*** Opening Source data ***

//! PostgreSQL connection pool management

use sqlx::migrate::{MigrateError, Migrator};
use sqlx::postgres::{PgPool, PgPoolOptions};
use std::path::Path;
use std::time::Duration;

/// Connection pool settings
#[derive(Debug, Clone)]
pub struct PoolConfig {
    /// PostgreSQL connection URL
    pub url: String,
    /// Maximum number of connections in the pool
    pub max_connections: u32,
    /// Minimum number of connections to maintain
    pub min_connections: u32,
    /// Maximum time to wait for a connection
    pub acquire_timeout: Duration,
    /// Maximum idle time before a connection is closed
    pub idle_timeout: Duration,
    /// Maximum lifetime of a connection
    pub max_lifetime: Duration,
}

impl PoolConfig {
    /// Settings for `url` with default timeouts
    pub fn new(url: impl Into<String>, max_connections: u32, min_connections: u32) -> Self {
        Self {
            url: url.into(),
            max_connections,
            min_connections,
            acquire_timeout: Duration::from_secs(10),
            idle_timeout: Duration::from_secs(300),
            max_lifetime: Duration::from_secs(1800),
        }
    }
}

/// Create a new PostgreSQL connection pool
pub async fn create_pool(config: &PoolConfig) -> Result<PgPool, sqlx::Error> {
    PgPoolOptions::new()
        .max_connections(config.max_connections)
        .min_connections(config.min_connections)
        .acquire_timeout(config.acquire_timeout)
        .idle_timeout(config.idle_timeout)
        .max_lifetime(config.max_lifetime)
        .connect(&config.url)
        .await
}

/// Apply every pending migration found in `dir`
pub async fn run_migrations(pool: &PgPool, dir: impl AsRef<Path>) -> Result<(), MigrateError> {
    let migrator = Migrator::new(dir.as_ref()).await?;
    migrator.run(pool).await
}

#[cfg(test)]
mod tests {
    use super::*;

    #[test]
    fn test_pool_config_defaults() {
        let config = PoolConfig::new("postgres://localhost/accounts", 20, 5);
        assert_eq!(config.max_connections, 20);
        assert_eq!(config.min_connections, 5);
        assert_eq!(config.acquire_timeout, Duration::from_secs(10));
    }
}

*** Closing Source data ***
*** Opening Source data ***

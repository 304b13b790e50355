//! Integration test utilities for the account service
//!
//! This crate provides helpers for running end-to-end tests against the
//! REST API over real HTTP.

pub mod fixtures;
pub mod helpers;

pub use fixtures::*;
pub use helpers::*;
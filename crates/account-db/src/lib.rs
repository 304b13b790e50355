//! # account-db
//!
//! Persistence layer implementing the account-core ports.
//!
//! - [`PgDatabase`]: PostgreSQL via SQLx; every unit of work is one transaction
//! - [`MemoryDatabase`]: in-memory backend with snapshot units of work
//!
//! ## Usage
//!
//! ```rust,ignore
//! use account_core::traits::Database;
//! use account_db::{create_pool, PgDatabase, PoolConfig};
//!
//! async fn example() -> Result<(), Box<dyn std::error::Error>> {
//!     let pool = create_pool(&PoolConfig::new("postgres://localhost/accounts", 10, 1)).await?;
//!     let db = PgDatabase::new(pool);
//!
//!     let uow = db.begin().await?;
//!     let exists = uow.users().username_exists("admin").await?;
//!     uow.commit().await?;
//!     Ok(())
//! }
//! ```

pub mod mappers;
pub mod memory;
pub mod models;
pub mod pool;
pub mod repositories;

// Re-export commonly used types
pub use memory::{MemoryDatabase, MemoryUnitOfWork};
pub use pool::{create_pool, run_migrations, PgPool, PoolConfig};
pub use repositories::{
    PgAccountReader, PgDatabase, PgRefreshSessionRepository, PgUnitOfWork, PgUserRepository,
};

*** Closing Source data ***
*** Opening Source data ***

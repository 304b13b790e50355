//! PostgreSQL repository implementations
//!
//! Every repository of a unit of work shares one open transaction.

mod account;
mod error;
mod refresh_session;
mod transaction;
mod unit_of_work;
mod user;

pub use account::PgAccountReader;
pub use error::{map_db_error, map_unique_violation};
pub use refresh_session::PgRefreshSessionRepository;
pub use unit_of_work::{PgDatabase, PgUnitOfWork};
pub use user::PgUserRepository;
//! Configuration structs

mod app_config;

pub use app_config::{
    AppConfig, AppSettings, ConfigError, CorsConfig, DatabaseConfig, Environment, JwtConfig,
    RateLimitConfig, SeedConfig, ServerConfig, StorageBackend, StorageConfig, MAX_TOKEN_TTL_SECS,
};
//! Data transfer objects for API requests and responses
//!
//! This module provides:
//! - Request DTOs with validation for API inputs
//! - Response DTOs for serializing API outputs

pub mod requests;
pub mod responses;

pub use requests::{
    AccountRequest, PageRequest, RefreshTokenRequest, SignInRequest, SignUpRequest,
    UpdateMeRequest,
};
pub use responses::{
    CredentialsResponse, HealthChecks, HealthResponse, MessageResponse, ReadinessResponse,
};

*** Closing Source data ***

=== About this exercise ===
From the records above, copy each line that contains the word "tests".

=== Task result ===
mod tests {
//! This crate provides helpers for running end-to-end tests against the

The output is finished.